In 2014, Auckland’s Gus Fisher Gallery presented the exhibition History in the Taking to celebrate the 40th anniversary of PhotoForum, an organisation that has been dedicated to the promotion of photography through publications and exhibitions, particularly the Photoforum magazine. History in the Taking: 40 Years of PhotoForum features over 140 works, from 1868 to 2013, tracing the development of art photography in New Zealand. Artists include Anne Noble, Laurence Aberhart, Peter Black, Peter Peryer, Robin Morrison, Gary Baigent and Marie Shannon.  

“I’ve written about photography and my growing understanding of it for almost as long as I have used photographs to say what often I could not otherwise dare to say… The best photographs come from the deeper recesses of our body and soul. They will reach out and touch you if you let them. I once believed that photographs were made by a camera—by a mechanical tool—but now I know that isn’t true. The reason why photographs differ from one another is that people make them; the images are different because people differ, because when we are truly ourselves we perceive the world in our own unique way. That’s what art is all about. The celebration of externalising what’s within, in the way that the voice in singing soars upwards and out from within.” 

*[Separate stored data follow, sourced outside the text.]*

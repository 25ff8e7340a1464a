//! Parameter identities and their editing rules

use crate::time::Tick;

/// Step sizes offered by the INCREMENT page (ms)
pub const DURATION_STEP_LADDER: [Tick; 7] = [100, 500, 1_000, 5_000, 10_000, 30_000, 60_000];

/// Step sizes offered by the SESSION INC page (ms)
pub const SESSION_STEP_LADDER: [Tick; 6] =
    [60_000, 300_000, 600_000, 900_000, 1_800_000, 3_600_000];

/// Menu pages
#[derive(Debug, Clone, Copy, PartialEq, Eq)]
#[cfg_attr(feature = "defmt", derive(defmt::Format))]
pub enum Parameter {
    /// Relay hold per shot
    OnTime,
    /// Gap between shots
    OffTime,
    /// Session length
    SessionDuration,
    /// Step for session length edits
    SessionIncrement,
    /// Pulse the wake line before each shot
    ShallWake,
    /// Master enable (starts a session)
    Enabled,
    /// Step for on/off time edits
    Increment,
    /// Live session status, not editable
    SessionRunning,
}

/// How a parameter responds to UP/DOWN
#[derive(Debug, Clone, Copy, PartialEq, Eq)]
#[cfg_attr(feature = "defmt", derive(defmt::Format))]
pub enum ParameterKind {
    /// Millisecond value with a floor, stepped by an increment parameter
    Duration,
    /// Step size chosen from a fixed ladder
    StepSize,
    /// On/off
    Flag,
    /// Display only
    ReadOnly,
}

impl Parameter {
    /// Pages of the basic menu
    pub const BASIC_MODES: [Parameter; 4] = [
        Parameter::OnTime,
        Parameter::OffTime,
        Parameter::ShallWake,
        Parameter::Increment,
    ];

    /// Pages of the extended menu
    pub const EXTENDED_MODES: [Parameter; 8] = [
        Parameter::OnTime,
        Parameter::OffTime,
        Parameter::SessionDuration,
        Parameter::SessionIncrement,
        Parameter::ShallWake,
        Parameter::Enabled,
        Parameter::Increment,
        Parameter::SessionRunning,
    ];

    /// Name shown on the first display row
    pub const fn label(self) -> &'static str {
        match self {
            Parameter::OnTime => "ON TIME",
            Parameter::OffTime => "OFF TIME",
            Parameter::SessionDuration => "SESSION TIME",
            Parameter::SessionIncrement => "SESSION INC",
            Parameter::ShallWake => "SHALL WAKE",
            Parameter::Enabled => "ENABLED",
            Parameter::Increment => "INCREMENT",
            Parameter::SessionRunning => "SESSION",
        }
    }

    /// Editing rule
    pub const fn kind(self) -> ParameterKind {
        match self {
            Parameter::OnTime | Parameter::OffTime | Parameter::SessionDuration => {
                ParameterKind::Duration
            }
            Parameter::Increment | Parameter::SessionIncrement => ParameterKind::StepSize,
            Parameter::ShallWake | Parameter::Enabled => ParameterKind::Flag,
            Parameter::SessionRunning => ParameterKind::ReadOnly,
        }
    }

    /// Ladder for step-size parameters
    pub fn ladder(self) -> Option<&'static [Tick]> {
        match self {
            Parameter::Increment => Some(&DURATION_STEP_LADDER),
            Parameter::SessionIncrement => Some(&SESSION_STEP_LADDER),
            _ => None,
        }
    }
}

/// Next rung strictly above `value`; `value` itself at or past the top
pub(crate) fn ladder_up(ladder: &[Tick], value: Tick) -> Tick {
    ladder
        .iter()
        .copied()
        .find(|&rung| rung > value)
        .unwrap_or(value)
}

/// Next rung strictly below `value`; `value` itself at or past the bottom
pub(crate) fn ladder_down(ladder: &[Tick], value: Tick) -> Tick {
    ladder
        .iter()
        .rev()
        .copied()
        .find(|&rung| rung < value)
        .unwrap_or(value)
}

John B. Turner, Good Luck John! Part 1: Under the Influence. Being Evidence of a Life in Which Photography has Played an Important Part (Auckland: John B. Turner, 1985), v.

PhotoForum is a living entity of networks, communities, and national and international connections. Founded by John B. Turner and a group of “committed photographers,” PhotoForum was incorporated as a Society on December 12, 1973, publishing the first Photo-Forum magazine in February, 1974. PhotoForum has served as a promoter and champion of New Zealand photography, has been an idea lab for photographic history and criticism, and has provided support to legions of photographers and writers. 

Photo-Forum magazine had its roots in the early precursors Photographic Art & History and New Zealand Photography. All these periodicals were committed to promoting New Zealand photography, both historic and contemporary. PhotoForum offered a sometimes brazenly ideological venue through which to build discourse and debate. Turner deliberately provoked, in the hopes of waking from complacency (or at least a lack of national connectedness) New Zealand’s disparate but increasingly energetic photographic community. 

After an influential decade, Photo-Forum magazine ceased regular publication in 1984. However, the aims of the Society continued to be progressed through lectures, seminars, and exhibitions, while a new direction in publishing emerged with a concentration on book projects, often in collaboration with other publishers. Responsive to new media developments, PhotoForum also embarked on new ventures in digital exhibitions. The Society’s website still maintains an archive of shows from as early as the 1990s, along with more recent portfolios. In the last decade, there has been a regular programme of one major book publication each year, alongside the now biannual members’ magazine MoMento, which since 2009 has provided a showcase for newer work by emerging artists.

PhotoForum’s history also includes the 1976–1992 sister organization PhotoForum/Wellington. An independent chapter of the Auckland headquartered PhotoForum Inc., PhotoForum/Wellington operated PhotoForum Gallery, with regular exhibitions from 1976 to 1982, and published books and a nationally distributed newsletter/magazine from 1981 to 1990, along with regular lectures and workshops.

History in the Taking celebrates this diverse lineage with a sampling of work published and/or exhibited by PhotoForum and its precursors from 1970 to 2014, drawn from the PhotoForum archive, John B. Turner’s personal collection, artists, collectors, and the University of Auckland collection. It offers insights into the influence that PhotoForum has had on the photographic cultural landscape of New Zealand, alongside the parallel influence of John B. Turner in his role as Lecturer at the Elam School of Fine Arts from 1971 to 2011. 

The exhibition complements the major book publication PhotoForum at 40: Counterculture, Clusters, and Debate in New Zealand by Nina Seja, published by Rim Books in collaboration with PhotoForum.